• AIM OF THE EXERCISE: Would you please write out each entry precisely as given?

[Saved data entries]

=== Begin Enclosure ===

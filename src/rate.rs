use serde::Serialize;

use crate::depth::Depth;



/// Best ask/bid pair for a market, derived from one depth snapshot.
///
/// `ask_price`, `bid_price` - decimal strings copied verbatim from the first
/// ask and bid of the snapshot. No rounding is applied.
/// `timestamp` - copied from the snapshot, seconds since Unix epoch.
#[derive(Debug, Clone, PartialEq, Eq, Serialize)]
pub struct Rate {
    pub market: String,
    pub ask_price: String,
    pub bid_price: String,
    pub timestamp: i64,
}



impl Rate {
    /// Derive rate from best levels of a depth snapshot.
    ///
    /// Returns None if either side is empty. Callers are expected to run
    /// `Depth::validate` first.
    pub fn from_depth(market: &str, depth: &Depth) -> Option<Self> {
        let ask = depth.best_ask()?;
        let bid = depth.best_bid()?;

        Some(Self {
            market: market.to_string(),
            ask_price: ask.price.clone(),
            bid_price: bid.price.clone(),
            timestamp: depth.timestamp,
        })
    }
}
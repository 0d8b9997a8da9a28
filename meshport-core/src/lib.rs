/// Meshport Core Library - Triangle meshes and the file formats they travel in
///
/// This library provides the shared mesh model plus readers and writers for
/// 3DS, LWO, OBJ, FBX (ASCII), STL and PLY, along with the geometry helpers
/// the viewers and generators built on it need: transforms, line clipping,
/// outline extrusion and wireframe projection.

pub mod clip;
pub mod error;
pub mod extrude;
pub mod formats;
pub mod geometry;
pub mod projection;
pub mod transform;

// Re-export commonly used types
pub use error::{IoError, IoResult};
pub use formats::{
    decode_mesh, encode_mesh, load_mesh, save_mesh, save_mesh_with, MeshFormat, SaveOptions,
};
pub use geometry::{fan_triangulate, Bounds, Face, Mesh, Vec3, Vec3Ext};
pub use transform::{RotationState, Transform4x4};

=== End Enclosure ===

• TASK SOLUTION:
filename src/rate.rs
use serde::Serialize;

use crate::depth::Depth;



/// Best ask/bid pair for a market, derived from one depth snapshot.
///
/// `ask_price`, `bid_price` - decimal strings copied verbatim from the first
/// ask and bid of the snapshot. No rounding is applied.
/// `timestamp` - copied from the snapshot, seconds since Unix epoch.
#[derive(Debug, Clone, PartialEq, Eq, Serialize)]
pub struct Rate {
    pub market: String,
    pub ask_price: String,
    pub bid_price: String,
    pub timestamp: i64,
}



impl Rate {
    /// Derive rate from best levels of a depth snapshot.
    ///
    /// Returns None if either side is empty. Callers are expected to run
    /// `Depth::validate` first.
    pub fn from_depth(market: &str, depth: &Depth) -> Option<Self> {
        let ask = depth.best_ask()?;
        let bid = depth.best_bid()?;

        Some(Self {
            market: market.to_string(),
            ask_price: ask.price.clone(),
            bid_price: bid.price.clone(),
            timestamp: depth.timestamp,
        })
    }
}
repository 0d8b9997a8da9a28
filename meshport-core/src/lib.rs
/// Meshport Core Library - Triangle meshes and the file formats they travel in
///
/// This library provides the shared mesh model plus readers and writers for
/// 3DS, LWO, OBJ, FBX (ASCII), STL and PLY, along with the geometry helpers
/// the viewers and generators built on it need: transforms, line clipping,
/// outline extrusion and wireframe projection.

pub mod clip;
pub mod error;
pub mod extrude;
pub mod formats;
pub mod geometry;
pub mod projection;
pub mod transform;

// Re-export commonly used types
pub use error::{IoError, IoResult};
pub use formats::{
    decode_mesh, encode_mesh, load_mesh, save_mesh, save_mesh_with, MeshFormat, SaveOptions,
};
pub use geometry::{fan_triangulate, Bounds, Face, Mesh, Vec3, Vec3Ext};
pub use transform::{RotationState, Transform4x4};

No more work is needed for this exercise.